Probability tree for sentences in nltk employing both lookahead and lookback dependencies
Asked Answered
R

2

12

Does nltk or any other NLP tool allow to construct probability trees based on input sentences thus storing the language model of the input text in a dictionary tree, the following example gives the rough idea, but I need the same functionality such that a word Wt does not just probabilistically modelled on past input words(history) Wt-n but also on lookahead words like Wt+m. Also the lookback and lookahead word count should also be 2 or more i.e. bigrams or more. Are there any other libraries in python which achieve this?

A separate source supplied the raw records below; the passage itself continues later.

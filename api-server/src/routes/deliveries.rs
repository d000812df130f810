//! Manual retry of recorded delivery attempts.

use rocket::State;
use rocket::http::Status;
use rocket::response::status;
use rocket::serde::json::Json;
use rocket_okapi::okapi::schemars::JsonSchema;
use rocket_okapi::openapi;
use serde::{Deserialize, Serialize};
use uuid::Uuid;

use crate::auth::AuthUser;
use crate::delivery::{RetryCoordinator, RetryError};
use crate::error::ApiError;
use crate::models::DeliveryAttempt;
use crate::routes::helpers::parse_uuid;
use crate::state::AppState;

#[derive(Debug, Deserialize, JsonSchema)]
#[serde(rename_all = "camelCase")]
pub struct RetryDeliveryRequest {
    #[serde(default)]
    pub delivery_id: Option<String>,
}

#[derive(Debug, Serialize, JsonSchema)]
#[serde(rename_all = "camelCase")]
pub struct RetryDeliveryResponse {
    pub success: bool,
    pub message: String,
    #[serde(skip_serializing_if = "Option::is_none")]
    pub delivery_id: Option<Uuid>,
    #[serde(skip_serializing_if = "Option::is_none")]
    pub error: Option<String>,
    #[serde(skip_serializing_if = "Option::is_none")]
    pub delivery: Option<DeliveryAttempt>,
}

/// Retry one delivery attempt of a message.
///
/// Lookup and endpoint failures are reported as `{success: false, error}` with
/// 404 or 409. A failed dispatch answers 500 with the delivery id and the error.
#[openapi(tag = "Deliveries")]
#[post("/messages/<message_id>/retry-delivery", data = "<request>")]
pub async fn retry_delivery(
    user: AuthUser,
    state: &State<AppState>,
    message_id: Uuid,
    request: Option<Json<RetryDeliveryRequest>>,
) -> Result<status::Custom<Json<RetryDeliveryResponse>>, ApiError> {
    let raw_id = request.and_then(|body| body.into_inner().delivery_id);
    let delivery_id = parse_uuid(raw_id.as_deref(), "deliveryId")?;

    let coordinator = RetryCoordinator::new(state.store.as_ref(), state.dispatcher.as_ref());
    match coordinator.retry(user.id, message_id, delivery_id).await {
        Ok(outcome) => Ok(status::Custom(
            Status::Ok,
            Json(RetryDeliveryResponse {
                success: true,
                message: "Delivery retried successfully".to_string(),
                delivery_id: Some(outcome.delivery.id),
                error: None,
                delivery: Some(outcome.delivery),
            }),
        )),
        Err(RetryError::DispatchFailed { delivery, source }) => Ok(status::Custom(
            Status::InternalServerError,
            Json(RetryDeliveryResponse {
                success: false,
                message: "Failed to retry delivery".to_string(),
                delivery_id: Some(delivery.id),
                error: Some(source.to_string()),
                delivery: Some(*delivery),
            }),
        )),
        Err(err) => Err(err.into()),
    }
}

from collections import defaultdict
import nltk
import math

ngram = defaultdict(lambda: defaultdict(int))
corpus = "The cat is cute. He jumps and he is happy."
for sentence in nltk.sent_tokenize(corpus):
    tokens = map(str.lower, nltk.word_tokenize(sentence))
    for token, next_token in zip(tokens, tokens[1:]):
        ngram[token][next_token] += 1
for token in ngram:
    total = math.log10(sum(ngram[token].values()))
    ngram[token] = {nxt: math.log10(v) - total for nxt, v in ngram[token].items()}

the solution requires both lookahead and lookback and a specially sub classed dictionary may help in solving this problem. Can also point to relevant resources which talk about implementing such a system. A nltk.models seemed to be doing something similar but is no longer available. Are there any existing design patterns in NLP which implement this idea? skip gram based models are similar to this idea too but I feel this has should have been implemented already somewhere.

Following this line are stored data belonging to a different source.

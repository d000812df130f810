//! Outbound delivery of messages to their routed endpoints, and manual retries of
//! recorded attempts.

pub mod config;
pub mod dispatch;
pub mod payload;
pub mod retry;
pub mod status;

pub use config::DispatchConfig;
pub use dispatch::{DispatchError, DispatchSummary, Dispatcher, HttpDispatcher};
pub use retry::{RetryCoordinator, RetryError, RetryOutcome};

Represent answered 13/8, 2015 at 11:5 Comment(4)
You can iterate like this to get the desired slice: for t, token in enumerate(tokens): do_something(tokens[t-n:t+m])Stolid
@Stolid ya i can do that but then how to model it to build a tree ?Represent
Can you clarify what do you mean by probability tree?Drinkwater
like language model probabilities as in above example , given a set of consecutive words and its left and right context what is the probability that it is a correct sequence of word? @DrinkwaterRepresent
D
3

If I understand your question correctly, you are looking for a way to predict the probability of a word given its surrounding context (not just backward context but also the forward context). One quick hack for your purpose is to train two different language models. One from right to left and the other from left to right and then probability of a word given its context would be the normalized sum of both forward and backward contexts.

Extending your code:

from collections import defaultdict
import nltk
from nltk.tokenize import word_tokenize
import numpy as np


ngram = defaultdict(lambda: defaultdict(int))
ngram_rev = defaultdict(lambda: defaultdict(int)) #reversed n-grams
corpus = "The cat is cute. He jumps and he is happy."

for sentence in nltk.sent_tokenize(corpus):
    tokens = map(str.lower, nltk.word_tokenize(sentence))
    for token, next_token in zip(tokens, tokens[1:]):
        ngram[token][next_token] += 1
    for token, rev_token in zip(tokens[1:], tokens):
        ngram_rev[token][rev_token] += 1
for token in ngram:
    total = np.log(np.sum(ngram[token].values()))
    total_rev = np.log(np.sum(ngram_rev[token].values()))
    ngram[token] = {nxt: np.log(v) - total 
                    for nxt, v in ngram[token].items()}
    ngram_rev[token] = {prv: np.log(v) - total_rev 
                    for prv, v in ngram_rev[token].items()}

Now the context is in both ngram and ngram_rev which respectively hold the forward and backward contexts.

You should also account for smoothing. That is if a given phrase is not seen in your training corpus, you would just get zero probabilities. In order to avoid that, there are many smoothing techniques the most simple of which is the add-on smoothing.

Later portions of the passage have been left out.